## Directions for this task
The data beneath this task is to be duplicated exactly, in its entirety.
Start of Source data
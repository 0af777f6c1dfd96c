//! Building blocks shared by the generators
//!
//! Loops open a brace block and leave it to the caller to close.

use super::stream::KernelStream;
use crate::ops::ReduceOp;

pub const LOCAL_BARRIER: &str = "barrier(CLK_LOCAL_MEM_FENCE);";

/// Work-group scratch buffer
#[derive(Debug, Clone, PartialEq, Eq)]
pub struct LocalMemory {
    pub name: String,
    pub element: String,
    pub dims: Vec<u32>,
}

impl LocalMemory {
    pub fn new(name: impl Into<String>, element: impl Into<String>, dims: &[u32]) -> Self {
        Self {
            name: name.into(),
            element: element.into(),
            dims: dims.to_vec(),
        }
    }

    /// `__local float buf[16][17];`
    pub fn declare(&self) -> String {
        let extents: String = self.dims.iter().map(|d| format!("[{}]", d)).collect();
        format!("__local {} {}{};", self.element, self.name, extents)
    }

    pub fn access(&self, indices: &[&str]) -> String {
        let subscripts: String = indices.iter().map(|i| format!("[{}]", i)).collect();
        format!("{}{}", self.name, subscripts)
    }

    pub fn elements(&self) -> u64 {
        self.dims.iter().map(|&d| d as u64).product()
    }

    pub fn size_bytes(&self, element_size: u64) -> u64 {
        self.elements() * element_size
    }
}

/// `for (i = get_global_id(d); i < bound; i += get_global_size(d))`
pub fn grid_stride_loop(stream: &mut KernelStream, var: &str, dim: u32, bound: &str) {
    stream.open(format!(
        "for (unsigned int {var} = get_global_id({dim}); {var} < {bound}; {var} += get_global_size({dim}))"
    ));
}

/// Each worker walks one contiguous chunk of `[0, bound)`.
pub fn chunked_loop(stream: &mut KernelStream, var: &str, dim: u32, bound: &str) {
    stream.line(format!(
        "unsigned int {var}_chunk = ({bound} + get_global_size({dim}) - 1) / get_global_size({dim});"
    ));
    stream.line(format!(
        "unsigned int {var}_start = get_global_id({dim}) * {var}_chunk;"
    ));
    stream.line(format!(
        "unsigned int {var}_stop = min({var}_start + {var}_chunk, (unsigned int)({bound}));"
    ));
    stream.open(format!(
        "for (unsigned int {var} = {var}_start; {var} < {var}_stop; ++{var})"
    ));
}

/// Loop whose trip count is the same for every worker of a group.
///
/// Declares `var = base + get_local_id(dim)`, which may exceed `bound`
/// on the last trip; the body must guard its accesses.
pub fn group_uniform_loop(stream: &mut KernelStream, var: &str, dim: u32, bound: &str) {
    stream.open(format!(
        "for (unsigned int {var}_base = get_group_id({dim}) * get_local_size({dim}); {var}_base < {bound}; {var}_base += get_global_size({dim}))"
    ));
    stream.line(format!(
        "unsigned int {var} = {var}_base + get_local_id({dim});"
    ));
}

/// Strides of a tree reduction over `extent` slots, largest first
pub fn reduction_strides(extent: u32) -> Vec<u32> {
    let mut strides = Vec::new();
    let mut stride = extent.max(1).next_power_of_two() / 2;
    while stride > 0 {
        strides.push(stride);
        stride /= 2;
    }
    strides
}

/// One scratch buffer folded by [`reduction_tree`]
#[derive(Debug, Clone, Copy)]
pub struct TreeOperand<'a> {
    pub buffer: &'a LocalMemory,
    pub op: ReduceOp,
}

/// Fold `extent` slots of every buffer into slot 0.
///
/// `prefix` selects the row of a multi-dimensional buffer, `lane` is the
/// worker's slot. Buffers share the barriers of each stage. Returns the
/// number of stages emitted.
pub fn reduction_tree(
    stream: &mut KernelStream,
    operands: &[TreeOperand<'_>],
    prefix: &[&str],
    lane: &str,
    extent: u32,
) -> usize {
    let strides = reduction_strides(extent);
    let exact = extent.is_power_of_two();

    for &stride in &strides {
        let partner = format!("{} + {}", lane, stride);
        stream.line(LOCAL_BARRIER);
        if exact {
            stream.open(format!("if ({} < {})", lane, stride));
        } else {
            stream.open(format!(
                "if ({} < {} && {} < {})",
                lane, stride, partner, extent
            ));
        }
        for operand in operands {
            let mut own: Vec<&str> = prefix.to_vec();
            own.push(lane);
            let mut other: Vec<&str> = prefix.to_vec();
            other.push(&partner);
            let slot = operand.buffer.access(&own);
            let value = operand.op.combine(&slot, &operand.buffer.access(&other));
            stream.line(format!("{} = {};", slot, value));
        }
        stream.close();
    }

    strides.len()
}

/// Slot holding the result of [`reduction_tree`]
pub fn tree_result(buffer: &LocalMemory, prefix: &[&str]) -> String {
    let mut indices: Vec<&str> = prefix.to_vec();
    indices.push("0");
    buffer.access(&indices)
}

/// OpenCL component selector for lane `index` of a vector value
pub fn component(index: u32) -> String {
    format!("s{:x}", index)
}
End of Source data
## Exercise response
repository 0af777f6c1dfd96c
//! Building blocks shared by the generators
//!
//! Loops open a brace block and leave it to the caller to close.

use super::stream::KernelStream;
use crate::ops::ReduceOp;

pub const LOCAL_BARRIER: &str = "barrier(CLK_LOCAL_MEM_FENCE);";

/// Work-group scratch buffer
#[derive(Debug, Clone, PartialEq, Eq)]
pub struct LocalMemory {
    pub name: String,
    pub element: String,
    pub dims: Vec<u32>,
}

impl LocalMemory {
    pub fn new(name: impl Into<String>, element: impl Into<String>, dims: &[u32]) -> Self {
        Self {
            name: name.into(),
            element: element.into(),
            dims: dims.to_vec(),
        }
    }

    /// `__local float buf[16][17];`
    pub fn declare(&self) -> String {
        let extents: String = self.dims.iter().map(|d| format!("[{}]", d)).collect();
        format!("__local {} {}{};", self.element, self.name, extents)
    }

    pub fn access(&self, indices: &[&str]) -> String {
        let subscripts: String = indices.iter().map(|i| format!("[{}]", i)).collect();
        format!("{}{}", self.name, subscripts)
    }

    pub fn elements(&self) -> u64 {
        self.dims.iter().map(|&d| d as u64).product()
    }

    pub fn size_bytes(&self, element_size: u64) -> u64 {
        self.elements() * element_size
    }
}

/// `for (i = get_global_id(d); i < bound; i += get_global_size(d))`
pub fn grid_stride_loop(stream: &mut KernelStream, var: &str, dim: u32, bound: &str) {
    stream.open(format!(
        "for (unsigned int {var} = get_global_id({dim}); {var} < {bound}; {var} += get_global_size({dim}))"
    ));
}

/// Each worker walks one contiguous chunk of `[0, bound)`.
pub fn chunked_loop(stream: &mut KernelStream, var: &str, dim: u32, bound: &str) {
    stream.line(format!(
        "unsigned int {var}_chunk = ({bound} + get_global_size({dim}) - 1) / get_global_size({dim});"
    ));
    stream.line(format!(
        "unsigned int {var}_start = get_global_id({dim}) * {var}_chunk;"
    ));
    stream.line(format!(
        "unsigned int {var}_stop = min({var}_start + {var}_chunk, (unsigned int)({bound}));"
    ));
    stream.open(format!(
        "for (unsigned int {var} = {var}_start; {var} < {var}_stop; ++{var})"
    ));
}

/// Loop whose trip count is the same for every worker of a group.
///
/// Declares `var = base + get_local_id(dim)`, which may exceed `bound`
/// on the last trip; the body must guard its accesses.
pub fn group_uniform_loop(stream: &mut KernelStream, var: &str, dim: u32, bound: &str) {
    stream.open(format!(
        "for (unsigned int {var}_base = get_group_id({dim}) * get_local_size({dim}); {var}_base < {bound}; {var}_base += get_global_size({dim}))"
    ));
    stream.line(format!(
        "unsigned int {var} = {var}_base + get_local_id({dim});"
    ));
}

/// Strides of a tree reduction over `extent` slots, largest first
pub fn reduction_strides(extent: u32) -> Vec<u32> {
    let mut strides = Vec::new();
    let mut stride = extent.max(1).next_power_of_two() / 2;
    while stride > 0 {
        strides.push(stride);
        stride /= 2;
    }
    strides
}

/// One scratch buffer folded by [`reduction_tree`]
#[derive(Debug, Clone, Copy)]
pub struct TreeOperand<'a> {
    pub buffer: &'a LocalMemory,
    pub op: ReduceOp,
}

/// Fold `extent` slots of every buffer into slot 0.
///
/// `prefix` selects the row of a multi-dimensional buffer, `lane` is the
/// worker's slot. Buffers share the barriers of each stage. Returns the
/// number of stages emitted.
pub fn reduction_tree(
    stream: &mut KernelStream,
    operands: &[TreeOperand<'_>],
    prefix: &[&str],
    lane: &str,
    extent: u32,
) -> usize {
    let strides = reduction_strides(extent);
    let exact = extent.is_power_of_two();

    for &stride in &strides {
        let partner = format!("{} + {}", lane, stride);
        stream.line(LOCAL_BARRIER);
        if exact {
            stream.open(format!("if ({} < {})", lane, stride));
        } else {
            stream.open(format!(
                "if ({} < {} && {} < {})",
                lane, stride, partner, extent
            ));
        }
        for operand in operands {
            let mut own: Vec<&str> = prefix.to_vec();
            own.push(lane);
            let mut other: Vec<&str> = prefix.to_vec();
            other.push(&partner);
            let slot = operand.buffer.access(&own);
            let value = operand.op.combine(&slot, &operand.buffer.access(&other));
            stream.line(format!("{} = {};", slot, value));
        }
        stream.close();
    }

    strides.len()
}

/// Slot holding the result of [`reduction_tree`]
pub fn tree_result(buffer: &LocalMemory, prefix: &[&str]) -> String {
    let mut indices: Vec<&str> = prefix.to_vec();
    indices.push("0");
    buffer.access(&indices)
}

/// OpenCL component selector for lane `index` of a vector value
pub fn component(index: u32) -> String {
    format!("s{:x}", index)
}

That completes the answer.